[Collected data]
※

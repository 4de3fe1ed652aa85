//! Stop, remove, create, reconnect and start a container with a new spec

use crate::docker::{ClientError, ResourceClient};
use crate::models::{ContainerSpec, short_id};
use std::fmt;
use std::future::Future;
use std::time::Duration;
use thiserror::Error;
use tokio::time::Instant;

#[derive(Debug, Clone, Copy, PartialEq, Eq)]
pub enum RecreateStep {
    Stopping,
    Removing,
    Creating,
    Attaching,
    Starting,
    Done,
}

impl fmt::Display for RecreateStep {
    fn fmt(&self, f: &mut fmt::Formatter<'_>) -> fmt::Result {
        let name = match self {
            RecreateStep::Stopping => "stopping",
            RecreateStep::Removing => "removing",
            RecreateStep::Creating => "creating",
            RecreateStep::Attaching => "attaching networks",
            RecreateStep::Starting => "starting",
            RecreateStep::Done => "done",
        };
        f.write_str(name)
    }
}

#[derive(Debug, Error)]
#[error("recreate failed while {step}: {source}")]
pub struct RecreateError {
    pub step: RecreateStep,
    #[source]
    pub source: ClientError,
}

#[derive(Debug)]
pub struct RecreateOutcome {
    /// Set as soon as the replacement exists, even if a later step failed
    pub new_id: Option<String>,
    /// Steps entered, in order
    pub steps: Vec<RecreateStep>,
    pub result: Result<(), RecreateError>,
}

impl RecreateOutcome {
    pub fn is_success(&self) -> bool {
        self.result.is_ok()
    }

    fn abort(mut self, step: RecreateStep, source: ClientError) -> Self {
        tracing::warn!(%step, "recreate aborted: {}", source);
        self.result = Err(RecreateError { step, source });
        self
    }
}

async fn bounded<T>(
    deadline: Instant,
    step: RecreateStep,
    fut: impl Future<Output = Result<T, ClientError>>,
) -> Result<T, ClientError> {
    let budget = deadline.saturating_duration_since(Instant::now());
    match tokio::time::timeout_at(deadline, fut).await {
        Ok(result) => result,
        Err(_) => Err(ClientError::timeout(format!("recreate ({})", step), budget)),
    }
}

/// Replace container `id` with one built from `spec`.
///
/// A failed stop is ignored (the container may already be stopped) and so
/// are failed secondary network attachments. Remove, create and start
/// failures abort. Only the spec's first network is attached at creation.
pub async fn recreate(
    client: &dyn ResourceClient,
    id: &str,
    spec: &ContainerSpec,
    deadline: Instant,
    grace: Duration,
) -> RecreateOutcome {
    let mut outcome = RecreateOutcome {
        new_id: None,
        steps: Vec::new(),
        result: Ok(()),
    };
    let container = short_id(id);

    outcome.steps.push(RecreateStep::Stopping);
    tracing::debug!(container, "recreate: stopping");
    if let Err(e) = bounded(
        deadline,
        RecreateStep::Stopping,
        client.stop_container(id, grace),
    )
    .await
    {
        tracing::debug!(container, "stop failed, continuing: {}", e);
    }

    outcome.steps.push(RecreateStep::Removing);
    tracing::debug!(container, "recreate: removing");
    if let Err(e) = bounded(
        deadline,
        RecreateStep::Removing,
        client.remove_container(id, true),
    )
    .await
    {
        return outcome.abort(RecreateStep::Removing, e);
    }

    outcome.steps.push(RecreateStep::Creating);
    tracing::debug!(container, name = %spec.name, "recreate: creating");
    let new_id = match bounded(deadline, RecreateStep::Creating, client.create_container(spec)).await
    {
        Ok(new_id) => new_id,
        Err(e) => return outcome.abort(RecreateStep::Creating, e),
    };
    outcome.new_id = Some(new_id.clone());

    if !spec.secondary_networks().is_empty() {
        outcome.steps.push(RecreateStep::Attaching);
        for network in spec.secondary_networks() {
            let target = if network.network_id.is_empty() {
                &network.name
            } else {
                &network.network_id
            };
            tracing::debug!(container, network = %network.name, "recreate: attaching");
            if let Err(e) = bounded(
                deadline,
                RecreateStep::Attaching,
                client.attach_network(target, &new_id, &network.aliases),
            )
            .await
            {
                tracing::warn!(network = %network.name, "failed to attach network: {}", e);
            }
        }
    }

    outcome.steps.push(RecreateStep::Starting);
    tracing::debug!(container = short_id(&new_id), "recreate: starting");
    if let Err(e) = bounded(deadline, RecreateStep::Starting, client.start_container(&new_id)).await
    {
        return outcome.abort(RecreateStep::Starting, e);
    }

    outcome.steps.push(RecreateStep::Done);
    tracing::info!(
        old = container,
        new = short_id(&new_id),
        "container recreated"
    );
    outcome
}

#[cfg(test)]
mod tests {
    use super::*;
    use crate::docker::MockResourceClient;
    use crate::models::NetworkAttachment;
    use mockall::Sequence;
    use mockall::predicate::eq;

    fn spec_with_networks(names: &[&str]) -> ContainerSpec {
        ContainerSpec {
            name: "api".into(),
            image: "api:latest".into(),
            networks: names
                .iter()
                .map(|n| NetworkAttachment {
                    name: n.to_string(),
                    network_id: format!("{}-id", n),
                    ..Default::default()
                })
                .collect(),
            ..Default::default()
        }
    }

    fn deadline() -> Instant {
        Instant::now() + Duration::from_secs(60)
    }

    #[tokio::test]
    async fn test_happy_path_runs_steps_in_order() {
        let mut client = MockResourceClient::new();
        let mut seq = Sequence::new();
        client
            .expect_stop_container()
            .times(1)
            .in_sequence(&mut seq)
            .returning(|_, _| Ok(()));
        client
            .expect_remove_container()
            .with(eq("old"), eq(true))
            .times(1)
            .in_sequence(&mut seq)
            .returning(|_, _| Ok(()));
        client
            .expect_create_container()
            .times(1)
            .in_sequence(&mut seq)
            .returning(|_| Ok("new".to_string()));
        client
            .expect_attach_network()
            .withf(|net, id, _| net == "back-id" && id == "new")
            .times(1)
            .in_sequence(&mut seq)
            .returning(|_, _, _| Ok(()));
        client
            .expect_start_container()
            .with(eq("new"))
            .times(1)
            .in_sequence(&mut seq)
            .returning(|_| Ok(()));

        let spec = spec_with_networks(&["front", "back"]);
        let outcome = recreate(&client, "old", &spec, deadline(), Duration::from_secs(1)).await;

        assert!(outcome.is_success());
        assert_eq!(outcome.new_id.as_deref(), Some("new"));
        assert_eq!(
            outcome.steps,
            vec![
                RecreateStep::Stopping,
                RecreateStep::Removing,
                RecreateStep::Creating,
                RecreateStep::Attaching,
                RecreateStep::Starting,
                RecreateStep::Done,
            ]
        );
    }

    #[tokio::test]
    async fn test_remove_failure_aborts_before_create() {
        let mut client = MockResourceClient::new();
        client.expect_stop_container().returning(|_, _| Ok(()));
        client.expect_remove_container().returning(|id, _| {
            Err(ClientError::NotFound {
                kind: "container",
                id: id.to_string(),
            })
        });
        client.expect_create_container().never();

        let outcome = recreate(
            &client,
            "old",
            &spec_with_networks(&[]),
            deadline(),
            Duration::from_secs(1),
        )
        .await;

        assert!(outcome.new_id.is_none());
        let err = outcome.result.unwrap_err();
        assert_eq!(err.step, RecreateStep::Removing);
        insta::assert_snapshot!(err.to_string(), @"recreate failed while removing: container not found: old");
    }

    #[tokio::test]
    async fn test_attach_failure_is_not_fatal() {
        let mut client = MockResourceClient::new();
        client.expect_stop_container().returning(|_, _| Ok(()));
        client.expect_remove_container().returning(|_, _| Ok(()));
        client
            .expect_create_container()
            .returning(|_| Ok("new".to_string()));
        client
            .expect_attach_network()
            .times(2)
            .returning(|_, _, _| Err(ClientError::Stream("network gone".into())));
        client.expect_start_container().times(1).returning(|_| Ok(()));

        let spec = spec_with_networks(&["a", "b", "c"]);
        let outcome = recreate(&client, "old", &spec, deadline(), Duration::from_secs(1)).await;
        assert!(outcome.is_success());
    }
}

※

▶ _TASK REQUIREMENTS_
Quote in full each line from the top of the records above through the line with "pub struct RecreateError"; stop after that line.

▶ _REPLY TO THE EXERCISE_
repository 4de3fe1ed652aa85
//! Stop, remove, create, reconnect and start a container with a new spec

use crate::docker::{ClientError, ResourceClient};
use crate::models::{ContainerSpec, short_id};
use std::fmt;
use std::future::Future;
use std::time::Duration;
use thiserror::Error;
use tokio::time::Instant;

#[derive(Debug, Clone, Copy, PartialEq, Eq)]
pub enum RecreateStep {
    Stopping,
    Removing,
    Creating,
    Attaching,
    Starting,
    Done,
}

impl fmt::Display for RecreateStep {
    fn fmt(&self, f: &mut fmt::Formatter<'_>) -> fmt::Result {
        let name = match self {
            RecreateStep::Stopping => "stopping",
            RecreateStep::Removing => "removing",
            RecreateStep::Creating => "creating",
            RecreateStep::Attaching => "attaching networks",
            RecreateStep::Starting => "starting",
            RecreateStep::Done => "done",
        };
        f.write_str(name)
    }
}

#[derive(Debug, Error)]
#[error("recreate failed while {step}: {source}")]
pub struct RecreateError {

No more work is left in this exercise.